[[ Task material open ]]

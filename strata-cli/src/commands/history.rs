//! `strata history` - detailed ledger history, most recent first.

use std::path::Path;

use crate::commands;
use crate::error::CliResult;
use crate::output;

/// Run the history command
pub async fn run(db: &Path) -> CliResult<()> {
    output::header("History");

    let engine = commands::engine(db).await?;
    let mut entries = engine.status().await?;

    if entries.is_empty() {
        output::info("No ledger history found.");
        return Ok(());
    }

    entries.reverse();

    for entry in &entries {
        output::kv("Id", &entry.id);
        output::kv("Author", &entry.author);
        output::kv("Source", &entry.source_document);
        output::kv("Executed", &entry.executed_at.to_rfc3339());
        output::kv("Order", &entry.execution_order.to_string());
        output::kv("Type", entry.execution_type.as_str());
        output::kv("Fingerprint", &entry.fingerprint);
        if !entry.description.is_empty() {
            output::kv("Description", &entry.description);
        }
        if let Some(tag) = &entry.tag {
            output::kv("Tag", tag);
        }
        output::newline();
    }

    Ok(())
}
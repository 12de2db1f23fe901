//! # strata-sqlite
//!
//! SQLite storage adapter for the Strata migration engine.
//!
//! Implements the engine's three storage traits over a single
//! `tokio-rusqlite` connection:
//! - [`SqliteStore`]: statement execution and transaction boundaries
//! - [`SqliteLedger`]: the `changelog` table
//! - [`SqliteLockManager`]: the singleton `changelog_lock` row
//!
//! All three share one underlying connection (the handle is cheaply
//! cloneable), so a run's ledger writes and schema changes land on the same
//! database the lock row lives in.

pub mod ledger;
pub mod lock;
pub mod store;
mod types;

// Re-exports
pub use ledger::SqliteLedger;
pub use lock::SqliteLockManager;
pub use store::SqliteStore;

use strata_migrate::{EngineConfig, MigrateResult, MigrationEngine};

/// A migration engine assembled over SQLite storage.
pub type SqliteMigrationEngine = MigrationEngine<SqliteStore, SqliteLedger, SqliteLockManager>;

/// Open a database file and assemble an engine over it.
pub async fn open_engine(path: impl AsRef<std::path::Path>) -> MigrateResult<SqliteMigrationEngine> {
    open_engine_with_config(path, EngineConfig::default()).await
}

/// Open a database file and assemble an engine with the given configuration.
pub async fn open_engine_with_config(
    path: impl AsRef<std::path::Path>,
    config: EngineConfig,
) -> MigrateResult<SqliteMigrationEngine> {
    let store = SqliteStore::open(path).await?;
    let ledger = SqliteLedger::new(&store);
    let lock = SqliteLockManager::new(&store);
    Ok(MigrationEngine::with_config(store, ledger, lock, config))
}
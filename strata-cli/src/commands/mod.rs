//! Command implementations.

pub mod clear;
pub mod generate;
pub mod history;
pub mod rollback;
pub mod status;
pub mod tag;
pub mod update;
pub mod validate;

use std::path::Path;

use strata_sqlite::{SqliteMigrationEngine, open_engine};

use crate::error::CliResult;

/// Open the database and assemble an initialized engine over it.
pub(crate) async fn engine(db: &Path) -> CliResult<SqliteMigrationEngine> {
    let engine = open_engine(db).await?;
    engine.initialize().await?;
    Ok(engine)
}
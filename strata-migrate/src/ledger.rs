//! The ledger: a durable, ordered record of applied change sets.

use chrono::{DateTime, Utc};
use serde::{Deserialize, Serialize};
use strata_changelog::ChangeSet;

use crate::error::MigrateResult;

/// How a ledger entry came to be recorded.
#[derive(Debug, Clone, Copy, PartialEq, Eq, Serialize, Deserialize)]
pub enum ExecutionType {
    /// Applied normally.
    Executed,
    /// Re-applied after an accepted definition change. Reserved; the engine
    /// does not currently produce it.
    Reran,
}

impl ExecutionType {
    /// Stable storage spelling.
    pub fn as_str(&self) -> &'static str {
        match self {
            ExecutionType::Executed => "EXECUTED",
            ExecutionType::Reran => "RERAN",
        }
    }
}

impl std::str::FromStr for ExecutionType {
    type Err = String;

    fn from_str(s: &str) -> Result<Self, Self::Err> {
        match s {
            "EXECUTED" => Ok(ExecutionType::Executed),
            "RERAN" => Ok(ExecutionType::Reran),
            other => Err(format!("unknown execution type '{}'", other)),
        }
    }
}

impl std::fmt::Display for ExecutionType {
    fn fmt(&self, f: &mut std::fmt::Formatter<'_>) -> std::fmt::Result {
        f.write_str(self.as_str())
    }
}

/// A persisted record of one applied change set.
#[derive(Debug, Clone, PartialEq, Serialize, Deserialize)]
pub struct LedgerEntry {
    /// Change set id (primary key).
    pub id: String,
    /// Author attribution.
    pub author: String,
    /// Provenance of the document that supplied the change set.
    pub source_document: String,
    /// When the change set was applied.
    pub executed_at: DateTime<Utc>,
    /// Strictly increasing application order; gaps are permitted after
    /// rollbacks. Rollback targeting follows this, never `executed_at`.
    pub execution_order: i64,
    /// How the entry was recorded.
    pub execution_type: ExecutionType,
    /// Fingerprint of the change set as applied.
    pub fingerprint: String,
    /// Human-readable description.
    pub description: String,
    /// Tag applied by an explicit tagging operation, if any.
    pub tag: Option<String>,
}

/// The caller-supplied part of a new ledger entry.
///
/// `executed_at` and `execution_order` are assigned by the ledger at append
/// time, atomically with the insert.
#[derive(Debug, Clone, PartialEq)]
pub struct NewLedgerEntry {
    pub id: String,
    pub author: String,
    pub source_document: String,
    pub execution_type: ExecutionType,
    pub fingerprint: String,
    pub description: String,
}

impl NewLedgerEntry {
    /// Build the record for a change set applied from the given document.
    pub fn executed(change_set: &ChangeSet, source_document: impl Into<String>) -> Self {
        Self {
            id: change_set.id.clone(),
            author: change_set.author.clone(),
            source_document: source_document.into(),
            execution_type: ExecutionType::Executed,
            fingerprint: change_set.fingerprint.clone(),
            description: change_set.description.clone(),
        }
    }
}

/// Durable, ordered record of applied change sets.
///
/// Append-only except for explicit rollback removal and tag annotation. The
/// ledger is the single source of truth for "what has been applied": the
/// engine never infers state by probing schema objects.
#[async_trait::async_trait]
pub trait Ledger: Send + Sync {
    /// Create the ledger's backing storage if it does not exist (idempotent).
    async fn initialize(&self) -> MigrateResult<()>;

    /// All applied entries, ascending by `execution_order`.
    async fn list_applied(&self) -> MigrateResult<Vec<LedgerEntry>>;

    /// Look up a single entry by change set id.
    async fn find_by_id(&self, id: &str) -> MigrateResult<Option<LedgerEntry>>;

    /// Record a newly applied change set.
    ///
    /// Assigns `execution_order = max(existing) + 1` atomically with the
    /// insert; fails with [`MigrationError::DuplicateId`] if the id is
    /// already present.
    ///
    /// [`MigrationError::DuplicateId`]: crate::error::MigrationError::DuplicateId
    async fn append(&self, entry: NewLedgerEntry) -> MigrateResult<LedgerEntry>;

    /// Delete the entry for a rolled-back change set.
    ///
    /// Remaining entries keep their `execution_order`; gaps are fine.
    async fn remove(&self, id: &str) -> MigrateResult<()>;

    /// Tag the most recently applied entry, returning its id.
    async fn tag(&self, tag_name: &str) -> MigrateResult<String>;

    /// Destructive full wipe of the ledger.
    async fn clear(&self) -> MigrateResult<()>;

    /// Number of recorded entries; also serves as a reachability probe.
    async fn count(&self) -> MigrateResult<usize>;
}
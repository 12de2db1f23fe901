//! Value and timestamp conversions between the engine and rusqlite.

use chrono::{DateTime, SecondsFormat, Utc};
use strata_migrate::SqlValue;

/// Lower an engine parameter to a rusqlite value.
pub(crate) fn to_sqlite_value(value: SqlValue) -> rusqlite::types::Value {
    match value {
        SqlValue::Null => rusqlite::types::Value::Null,
        SqlValue::Integer(i) => rusqlite::types::Value::Integer(i),
        SqlValue::Real(f) => rusqlite::types::Value::Real(f),
        SqlValue::Text(s) => rusqlite::types::Value::Text(s),
    }
}

/// Format a timestamp for storage.
///
/// Fixed-width UTC RFC 3339 (`...Z`, microsecond precision) so stored values
/// compare chronologically under SQLite's lexicographic TEXT ordering; the
/// lock staleness check relies on this.
pub(crate) fn fmt_timestamp(t: DateTime<Utc>) -> String {
    t.to_rfc3339_opts(SecondsFormat::Micros, true)
}

/// Parse a stored timestamp.
pub(crate) fn parse_timestamp(s: &str) -> Result<DateTime<Utc>, chrono::ParseError> {
    DateTime::parse_from_rfc3339(s).map(|t| t.with_timezone(&Utc))
}

#[cfg(test)]
mod tests {
    use super::*;

    #[test]
    fn test_timestamp_roundtrip() {
        let now = Utc::now();
        let parsed = parse_timestamp(&fmt_timestamp(now)).unwrap();
        // Microsecond precision is preserved; nanoseconds are truncated.
        assert_eq!(parsed.timestamp_micros(), now.timestamp_micros());
    }

    #[test]
    fn test_timestamps_order_lexicographically() {
        let earlier = fmt_timestamp("2026-01-01T00:00:00Z".parse().unwrap());
        let later = fmt_timestamp("2026-01-01T00:00:00.000001Z".parse().unwrap());
        assert!(earlier < later);
        assert_eq!(earlier.len(), later.len());
    }

    #[test]
    fn test_to_sqlite_value() {
        assert_eq!(
            to_sqlite_value(SqlValue::Integer(7)),
            rusqlite::types::Value::Integer(7)
        );
        assert_eq!(
            to_sqlite_value(SqlValue::Text("x".to_string())),
            rusqlite::types::Value::Text("x".to_string())
        );
        assert_eq!(to_sqlite_value(SqlValue::Null), rusqlite::types::Value::Null);
    }
}
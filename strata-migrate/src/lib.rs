//! # strata-migrate
//!
//! Migration engine for Strata.
//!
//! This crate provides:
//! - The [`MigrationEngine`] orchestrator: pending computation, per-change-set
//!   atomic application, rollback of the most recently applied change sets,
//!   and drift detection against recorded fingerprints
//! - The [`Ledger`] trait: a durable, ordered record of applied change sets
//! - The [`LockManager`] trait: a store-backed mutual-exclusion row so only
//!   one engine instance mutates at a time across processes sharing a store
//! - The change executor: typed dispatch from [`Change`] operations to SQL
//!   statements against a [`ChangeStore`]
//!
//! ## Architecture
//!
//! ```text
//! ┌───────────────┐     ┌──────────────────┐     ┌──────────────┐
//! │ Change sets   │────▶│ Migration Engine │────▶│ Change Exec  │
//! │ (parsed doc)  │     └──────────────────┘     └──────────────┘
//! └───────────────┘        │            │               │
//!                          ▼            ▼               ▼
//!                   ┌────────────┐ ┌──────────┐  ┌─────────────┐
//!                   │ Lock row   │ │ Ledger   │  │ ChangeStore │
//!                   └────────────┘ └──────────┘  └─────────────┘
//! ```
//!
//! The engine acquires the lock, diffs the supplied document against the
//! ledger, applies each pending change set inside its own store transaction,
//! records it, and releases the lock on every exit path. Rollback walks the
//! ledger in reverse execution order and verifies each entry's fingerprint
//! against the supplied document before reversing it.
//!
//! ## Example
//!
//! ```rust,ignore
//! use strata_migrate::{EngineConfig, MigrationEngine};
//!
//! async fn run() -> strata_migrate::MigrateResult<()> {
//!     let change_sets = strata_changelog::load_changelog("changelog.yaml").await?;
//!
//!     let engine = MigrationEngine::new(store, ledger, lock_manager);
//!     engine.initialize().await?;
//!
//!     let report = engine.update(&change_sets, "changelog.yaml").await?;
//!     println!("{}", report.summary());
//!     Ok(())
//! }
//! ```

pub mod engine;
pub mod error;
pub mod executor;
pub mod ledger;
pub mod lock;
pub mod store;

// Re-exports
pub use engine::{
    ChangeSetFailure, EngineConfig, MigrationEngine, RollbackReport, UpdateReport,
};
pub use error::{MigrateResult, MigrationError};
pub use executor::{ChangeExecutor, SqlStatement, render_change};
pub use ledger::{ExecutionType, Ledger, LedgerEntry, NewLedgerEntry};
pub use lock::{LockAttempt, LockManager};
pub use store::{ChangeStore, SqlValue};

pub use strata_changelog::{Change, ChangeSet};
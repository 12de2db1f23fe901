//! SQLite-backed ledger.

use chrono::Utc;
use rusqlite::OptionalExtension;
use tokio_rusqlite::Connection;
use tracing::debug;

use strata_migrate::{
    ExecutionType, Ledger, LedgerEntry, MigrateResult, MigrationError, NewLedgerEntry,
};

use crate::store::SqliteStore;
use crate::types::{fmt_timestamp, parse_timestamp};

/// DDL for the ledger and lock tables.
pub const INIT_SQL: &str = r#"
CREATE TABLE IF NOT EXISTS changelog (
    id TEXT PRIMARY KEY,
    author TEXT NOT NULL,
    source_document TEXT NOT NULL,
    executed_at TEXT NOT NULL,
    execution_order INTEGER NOT NULL UNIQUE,
    execution_type TEXT NOT NULL,
    fingerprint TEXT NOT NULL,
    description TEXT NOT NULL DEFAULT '',
    tag TEXT
);

CREATE TABLE IF NOT EXISTS changelog_lock (
    id INTEGER PRIMARY KEY CHECK (id = 1),
    locked INTEGER NOT NULL DEFAULT 0,
    granted_at TEXT,
    holder TEXT
);

INSERT OR IGNORE INTO changelog_lock (id, locked) VALUES (1, 0);
"#;

/// The `changelog` table as a [`Ledger`].
#[derive(Clone)]
pub struct SqliteLedger {
    conn: Connection,
}

impl SqliteLedger {
    /// Create a ledger over the store's connection.
    pub fn new(store: &SqliteStore) -> Self {
        Self {
            conn: store.connection(),
        }
    }
}

fn entry_from_row(row: &rusqlite::Row<'_>) -> rusqlite::Result<LedgerEntry> {
    let executed_at: String = row.get("executed_at")?;
    let execution_type: String = row.get("execution_type")?;

    Ok(LedgerEntry {
        id: row.get("id")?,
        author: row.get("author")?,
        source_document: row.get("source_document")?,
        executed_at: parse_timestamp(&executed_at).map_err(|e| {
            rusqlite::Error::FromSqlConversionFailure(3, rusqlite::types::Type::Text, Box::new(e))
        })?,
        execution_order: row.get("execution_order")?,
        execution_type: execution_type.parse::<ExecutionType>().map_err(|e| {
            rusqlite::Error::FromSqlConversionFailure(5, rusqlite::types::Type::Text, e.into())
        })?,
        fingerprint: row.get("fingerprint")?,
        description: row.get("description")?,
        tag: row.get("tag")?,
    })
}

fn store_error(err: tokio_rusqlite::Error) -> MigrationError {
    MigrationError::store(err.to_string())
}

const SELECT_COLUMNS: &str = "id, author, source_document, executed_at, execution_order, \
                              execution_type, fingerprint, description, tag";

#[async_trait::async_trait]
impl Ledger for SqliteLedger {
    async fn initialize(&self) -> MigrateResult<()> {
        debug!("initializing changelog tables");
        self.conn
            .call(|conn| Ok(conn.execute_batch(INIT_SQL)?))
            .await
            .map_err(store_error)
    }

    async fn list_applied(&self) -> MigrateResult<Vec<LedgerEntry>> {
        self.conn
            .call(|conn| {
                let mut stmt = conn.prepare(&format!(
                    "SELECT {} FROM changelog ORDER BY execution_order ASC",
                    SELECT_COLUMNS
                ))?;
                let rows = stmt.query_map([], entry_from_row)?;
                let entries: Result<Vec<_>, _> = rows.collect();
                Ok(entries?)
            })
            .await
            .map_err(store_error)
    }

    async fn find_by_id(&self, id: &str) -> MigrateResult<Option<LedgerEntry>> {
        let id = id.to_string();
        self.conn
            .call(move |conn| {
                let entry = conn
                    .query_row(
                        &format!("SELECT {} FROM changelog WHERE id = ?1", SELECT_COLUMNS),
                        [&id],
                        entry_from_row,
                    )
                    .optional()?;
                Ok(entry)
            })
            .await
            .map_err(store_error)
    }

    async fn append(&self, entry: NewLedgerEntry) -> MigrateResult<LedgerEntry> {
        let executed_at = Utc::now();
        let id = entry.id.clone();

        let insert = entry.clone();
        let timestamp = fmt_timestamp(executed_at);
        let order = self
            .conn
            .call(move |conn| {
                // The order subquery runs inside the INSERT, so the max+1
                // assignment is atomic with the row itself.
                conn.execute(
                    "INSERT INTO changelog \
                     (id, author, source_document, executed_at, execution_order, \
                      execution_type, fingerprint, description, tag) \
                     VALUES (?1, ?2, ?3, ?4, \
                      (SELECT COALESCE(MAX(execution_order), 0) + 1 FROM changelog), \
                      ?5, ?6, ?7, NULL)",
                    rusqlite::params![
                        insert.id,
                        insert.author,
                        insert.source_document,
                        timestamp,
                        insert.execution_type.as_str(),
                        insert.fingerprint,
                        insert.description,
                    ],
                )?;
                let order: i64 = conn.query_row(
                    "SELECT execution_order FROM changelog WHERE id = ?1",
                    [&insert.id],
                    |row| row.get(0),
                )?;
                Ok(order)
            })
            .await
            .map_err(|e| map_append_error(&id, e))?;

        debug!(%id, order, "ledger entry appended");

        Ok(LedgerEntry {
            id: entry.id,
            author: entry.author,
            source_document: entry.source_document,
            executed_at,
            execution_order: order,
            execution_type: entry.execution_type,
            fingerprint: entry.fingerprint,
            description: entry.description,
            tag: None,
        })
    }

    async fn remove(&self, id: &str) -> MigrateResult<()> {
        let owned = id.to_string();
        let affected = self
            .conn
            .call(move |conn| Ok(conn.execute("DELETE FROM changelog WHERE id = ?1", [&owned])?))
            .await
            .map_err(store_error)?;

        if affected == 0 {
            return Err(MigrationError::NotFound(id.to_string()));
        }
        debug!(%id, "ledger entry removed");
        Ok(())
    }

    async fn tag(&self, tag_name: &str) -> MigrateResult<String> {
        let tag = tag_name.to_string();
        let tagged = self
            .conn
            .call(move |conn| {
                let updated = conn.execute(
                    "UPDATE changelog SET tag = ?1 \
                     WHERE execution_order = (SELECT MAX(execution_order) FROM changelog)",
                    [&tag],
                )?;
                if updated == 0 {
                    return Ok(None);
                }
                let id: String = conn.query_row(
                    "SELECT id FROM changelog ORDER BY execution_order DESC LIMIT 1",
                    [],
                    |row| row.get(0),
                )?;
                Ok(Some(id))
            })
            .await
            .map_err(store_error)?;

        tagged.ok_or(MigrationError::NoAppliedMigrations)
    }

    async fn clear(&self) -> MigrateResult<()> {
        self.conn
            .call(|conn| {
                conn.execute("DELETE FROM changelog", [])?;
                Ok(())
            })
            .await
            .map_err(store_error)
    }

    async fn count(&self) -> MigrateResult<usize> {
        self.conn
            .call(|conn| {
                let count: i64 =
                    conn.query_row("SELECT COUNT(*) FROM changelog", [], |row| row.get(0))?;
                Ok(count as usize)
            })
            .await
            .map_err(store_error)
    }
}

/// A constraint violation on the ledger's primary key means the change set is
/// already recorded.
fn map_append_error(id: &str, err: tokio_rusqlite::Error) -> MigrationError {
    if let tokio_rusqlite::Error::Rusqlite(rusqlite::Error::SqliteFailure(code, _)) = &err {
        if code.code == rusqlite::ErrorCode::ConstraintViolation {
            return MigrationError::DuplicateId(id.to_string());
        }
    }
    MigrationError::store(err.to_string())
}
//! SQLite store wrapper.

use std::path::Path;

use tokio_rusqlite::Connection;
use tracing::debug;

use strata_migrate::{ChangeStore, MigrateResult, MigrationError, SqlValue};

use crate::types::to_sqlite_value;

/// A SQLite-backed [`ChangeStore`].
///
/// Wraps a single `tokio-rusqlite` connection; clones share the same
/// underlying connection thread, so statements across clones serialize in
/// call order.
#[derive(Clone)]
pub struct SqliteStore {
    conn: Connection,
}

impl SqliteStore {
    /// Open (or create) a database file.
    pub async fn open(path: impl AsRef<Path>) -> MigrateResult<Self> {
        let conn = Connection::open(path.as_ref())
            .await
            .map_err(|e| MigrationError::store(e.to_string()))?;
        Self::configure(conn).await
    }

    /// Open an in-memory database.
    pub async fn open_in_memory() -> MigrateResult<Self> {
        let conn = Connection::open_in_memory()
            .await
            .map_err(|e| MigrationError::store(e.to_string()))?;
        Self::configure(conn).await
    }

    async fn configure(conn: Connection) -> MigrateResult<Self> {
        conn.call(|conn| {
            conn.execute_batch(
                "PRAGMA busy_timeout = 5000;\n\
                 PRAGMA foreign_keys = ON;",
            )?;
            Ok(())
        })
        .await
        .map_err(|e| MigrationError::store(e.to_string()))?;
        Ok(Self { conn })
    }

    /// The shared connection handle, for the ledger and lock manager.
    pub(crate) fn connection(&self) -> Connection {
        self.conn.clone()
    }
}

#[async_trait::async_trait]
impl ChangeStore for SqliteStore {
    async fn execute(&self, sql: &str, params: Vec<SqlValue>) -> MigrateResult<usize> {
        let sql = sql.to_string();
        debug!(sql = %sql, "executing statement");

        self.conn
            .call(move |conn| {
                let params: Vec<rusqlite::types::Value> =
                    params.into_iter().map(to_sqlite_value).collect();
                let refs: Vec<&dyn rusqlite::ToSql> =
                    params.iter().map(|v| v as &dyn rusqlite::ToSql).collect();
                Ok(conn.execute(&sql, refs.as_slice())?)
            })
            .await
            .map_err(|e| MigrationError::execution(e.to_string()))
    }

    async fn begin(&self) -> MigrateResult<()> {
        debug!("begin transaction");
        self.conn
            .call(|conn| Ok(conn.execute_batch("BEGIN IMMEDIATE")?))
            .await
            .map_err(|e| MigrationError::store(e.to_string()))
    }

    async fn commit(&self) -> MigrateResult<()> {
        debug!("commit transaction");
        self.conn
            .call(|conn| Ok(conn.execute_batch("COMMIT")?))
            .await
            .map_err(|e| MigrationError::store(e.to_string()))
    }

    async fn rollback(&self) -> MigrateResult<()> {
        debug!("rollback transaction");
        self.conn
            .call(|conn| Ok(conn.execute_batch("ROLLBACK")?))
            .await
            .map_err(|e| MigrationError::store(e.to_string()))
    }
}

#[cfg(test)]
mod tests {
    use super::*;

    #[tokio::test]
    async fn test_execute_with_params() {
        let store = SqliteStore::open_in_memory().await.unwrap();
        store
            .execute("CREATE TABLE t (name TEXT, n INTEGER)", vec![])
            .await
            .unwrap();

        let affected = store
            .execute(
                "INSERT INTO t (name, n) VALUES (?1, ?2)",
                vec![SqlValue::Text("alice".to_string()), SqlValue::Integer(3)],
            )
            .await
            .unwrap();
        assert_eq!(affected, 1);
    }

    #[tokio::test]
    async fn test_rejected_statement_is_execution_error() {
        let store = SqliteStore::open_in_memory().await.unwrap();
        let err = store
            .execute("INSERT INTO missing (x) VALUES (1)", vec![])
            .await
            .unwrap_err();
        assert!(matches!(err, MigrationError::Execution { .. }));
    }

    #[tokio::test]
    async fn test_transaction_rollback_discards_effects() {
        let store = SqliteStore::open_in_memory().await.unwrap();

        store.begin().await.unwrap();
        store
            .execute("CREATE TABLE t (x INTEGER)", vec![])
            .await
            .unwrap();
        store.rollback().await.unwrap();

        // The table never existed as far as later statements can tell.
        let err = store
            .execute("INSERT INTO t (x) VALUES (1)", vec![])
            .await
            .unwrap_err();
        assert!(matches!(err, MigrationError::Execution { .. }));
    }
}
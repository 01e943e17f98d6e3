//! In-memory PWM backend for running the tuner without PWM hardware.
//!
//! Every controller accepts every channel.  Duty writes are kept in a
//! shared table and traced to the log, mirroring what a real output would
//! be doing.

use std::collections::HashMap;
use std::sync::Arc;

use log::{info, trace};
use parking_lot::Mutex;

use crate::app::ports::{PwmBackend, PwmChannel};
use crate::error::DriverError;

/// Last known state of one simulated output.
#[derive(Debug, Clone, Copy, PartialEq)]
pub struct SimOutput {
    pub freq_hz: f64,
    pub duty_percent: f64,
    pub enabled: bool,
    pub writes: u64,
}

type Table = Arc<Mutex<HashMap<(u32, u32), SimOutput>>>;

#[derive(Default, Clone)]
pub struct SimBackend {
    outputs: Table,
}

impl SimBackend {
    pub fn new() -> Self {
        Self::default()
    }

    /// State of `pwmchip{controller}/pwm{channel}`, if it was ever opened.
    pub fn output(&self, controller: u32, channel: u32) -> Option<SimOutput> {
        self.outputs.lock().get(&(controller, channel)).copied()
    }
}

impl PwmBackend for SimBackend {
    fn open(
        &mut self,
        controller: u32,
        channel: u32,
        freq_hz: f64,
        initial_duty_percent: f64,
    ) -> Result<Box<dyn PwmChannel>, DriverError> {
        self.outputs.lock().insert(
            (controller, channel),
            SimOutput {
                freq_hz,
                duty_percent: initial_duty_percent,
                enabled: true,
                writes: 0,
            },
        );
        info!("sim: pwmchip{controller}/pwm{channel} started at {initial_duty_percent:.3}%");
        Ok(Box::new(SimChannel {
            key: (controller, channel),
            outputs: Arc::clone(&self.outputs),
        }))
    }
}

struct SimChannel {
    key: (u32, u32),
    outputs: Table,
}

impl PwmChannel for SimChannel {
    fn write_duty(&mut self, duty_percent: f64) -> Result<(), DriverError> {
        let mut outputs = self.outputs.lock();
        let out = outputs.get_mut(&self.key).ok_or(DriverError::Released)?;
        if !out.enabled {
            return Err(DriverError::Released);
        }
        out.duty_percent = duty_percent.clamp(0.0, 100.0);
        out.writes += 1;
        trace!("sim: pwm{} duty={:.3}%", self.key.1, out.duty_percent);
        Ok(())
    }

    fn release(&mut self) {
        if let Some(out) = self.outputs.lock().get_mut(&self.key) {
            out.enabled = false;
        }
    }
}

[[ Task material closed ]]

● Your objective: Look through the data and gather every line with the string "EXISTS" in it.

● Exercise answer:
CREATE TABLE IF NOT EXISTS changelog (
CREATE TABLE IF NOT EXISTS changelog_lock (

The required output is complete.